What is the DOM (Document Object Model)?
DOM is an acronym that stands for Document Object Model. The Document Object Model is a representation of the structure of a webpage, not unlike an outline of a research paper, with points and sub-points. Another way to think of the DOM is as a tree, with the page itself as the root, branching off into the different HTML elements of the page.
DOMContentLoaded means that the browser has generated this model of the page from the HTML code it received. This also means it's ready to carry out scripts and display dynamic content.
What is FCP?
First Contentful Paint, or FCP, is another crucial performance metric. FCP measures the point in time when the first content from the DOM is rendered – meaning the first HTML element is displayed. This can be text, images, or anything that a user will recognize as being part of the webpage. First Contentful Paint is different from First Paint (FP), which measures when any element of the page is rendered.
There are several other performance metrics that measure the 'first' thing to occur. For instance, Time To First Byte (TTFB) measures when the very first byte from a web server reaches the browser. However, FCP measures the first point at which a user can see that a page is beginning to load successfully. Because the user's perception of web performance is what's important for keeping users engaged on a website, TTFB is almost irrelevant from a user's perspective.
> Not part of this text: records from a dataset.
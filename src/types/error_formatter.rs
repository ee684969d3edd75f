//! Error chain formatting.

use core::error::Error;
use core::fmt::Write;

use crate::traits::chain::Chain;
use crate::types::alloc_type::String;
use crate::types::ErrorStr;

/// Configuration for rendering an error together with its causes.
///
/// # Examples
///
/// ```
/// use errstr::{ErrorFormatConfig, ErrorStr, Site};
///
/// let root = ErrorStr::new_at("refused", Site::new("net::dial", "src/net.rs", 8, 1));
/// let err = ErrorStr::wrap_at(root, "connecting", Site::UNKNOWN);
///
/// assert_eq!(err.fmt_chain(&ErrorFormatConfig::compact()), "connecting | refused");
/// assert_eq!(
///     err.fmt_chain(&ErrorFormatConfig::pretty()),
///     "connecting [<unknown func>]\n  └─ refused [net::dial src/net.rs:8]"
/// );
/// ```
#[derive(Debug, Clone, PartialEq, Eq)]
pub struct ErrorFormatConfig {
    /// Inserted between two links of the chain.
    pub separator: String,
    /// Written before every link except the first.
    pub cause_prefix: Option<String>,
    /// Indent each cause one step deeper than the previous link.
    pub multiline: bool,
    pub indent: String,
    /// Render [`ErrorStr`] links with their location.
    pub show_location: bool,
}

impl Default for ErrorFormatConfig {
    fn default() -> Self {
        Self {
            separator: " -> ".into(),
            cause_prefix: None,
            multiline: false,
            indent: "  ".into(),
            show_location: false,
        }
    }
}

impl ErrorFormatConfig {
    /// One link per line, indented, with locations.
    #[inline]
    pub fn pretty() -> Self {
        Self {
            separator: "\n".into(),
            cause_prefix: Some("└─ ".into()),
            multiline: true,
            show_location: true,
            ..Default::default()
        }
    }

    /// Single line with a short separator.
    #[inline]
    pub fn compact() -> Self {
        Self { separator: " | ".into(), ..Default::default() }
    }

    /// The default layout with locations appended.
    #[inline]
    pub fn located() -> Self {
        Self { show_location: true, ..Default::default() }
    }

    /// Renders `head` and every error reachable through `source()`.
    pub fn format(&self, head: &(dyn Error + 'static)) -> String {
        let mut out = String::new();

        for (depth, link) in Chain::new(head).enumerate() {
            if depth > 0 {
                out.push_str(&self.separator);
                if self.multiline {
                    for _ in 0..depth {
                        out.push_str(&self.indent);
                    }
                }
                if let Some(prefix) = &self.cause_prefix {
                    out.push_str(prefix);
                }
            }

            match link.downcast_ref::<ErrorStr>() {
                Some(err) if self.show_location => {
                    let _ = write!(out, "{err:#}");
                },
                _ => {
                    let _ = write!(out, "{link}");
                },
            }
        }

        out
    }
}
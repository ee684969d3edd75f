//! Tracing integration for errstr.
//!
//! Emits an [`ErrorStr`] as one structured `tracing` event carrying the
//! message, the resolved location and the immediate cause as fields.
//!
//! # Feature Flag
//!
//! Requires the `tracing` feature:
//!
//! ```toml
//! [dependencies]
//! errstr = { version = "0.1", features = ["tracing"] }
//! ```

use crate::types::alloc_type::{String, ToString};
use crate::types::ErrorStr;

impl ErrorStr {
    /// Records this error as an `ERROR` level event.
    ///
    /// ```rust,ignore
    /// let err = ErrorStr::new("cache miss storm");
    /// err.trace();
    /// // ERROR errstr: error=cache miss storm function=<unknown func> file=src/cache.rs line=88
    /// ```
    pub fn trace(&self) {
        let location = self.location();
        let function: &str = if location.function.is_empty() {
            crate::types::UNKNOWN_FUNCTION
        } else {
            &location.function
        };
        let cause: String = self.cause().map(ToString::to_string).unwrap_or_default();

        tracing::error!(
            error = %self.message(),
            function = %function,
            file = %location.file,
            line = location.line,
            cause = %cause,
            "errstr"
        );
    }
}

/// Extension trait for logging the error of a `Result` on its way through.
pub trait ResultTraceExt {
    /// Calls [`ErrorStr::trace`] on an `Err` and returns `self` unchanged.
    fn trace_err(self) -> Self;
}

impl<T> ResultTraceExt for Result<T, ErrorStr> {
    #[inline]
    fn trace_err(self) -> Self {
        if let Err(error) = &self {
            error.trace();
        }
        self
    }
}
How do DCL and FCP affect SEO?
Website speed is a crucial part of a solid SEO (search engine optimization) strategy. Performance is an especially important factor for Google search engine rankings. DCL and FCP are two metrics that Google emphasizes in its assessment of performance, and Google PageSpeed Insights helps developers measure them. (Although Google doesn't share precisely how much these two performance metrics factor into its search rankings, it certainly takes them into account.)
How does Cloudflare improve DCL and FCP?
The Cloudflare CDN vastly speeds up websites by caching content in locations around the world, so that HTTP requests are responded to much more quickly. As a result, browsers receive page HTML more quickly, improving both of these metrics.
Brief note on how webpages work
- HTML (Hypertext Markup Language) is code that provides instructions for browsers on how to display content and request other assets.
- CSS (Cascading Style Sheets) is code that provides further instructions on how HTML content should appear and how webpages are laid out.
In most browsers, it is possible to view the HTML file that the browser is interpreting by right-clicking on any webpage and selecting 'View Page Source' in the drop-down menu. The HTML file will then open up in a new tab. The text of the file will almost always start with '<!DOCTYPE html>'.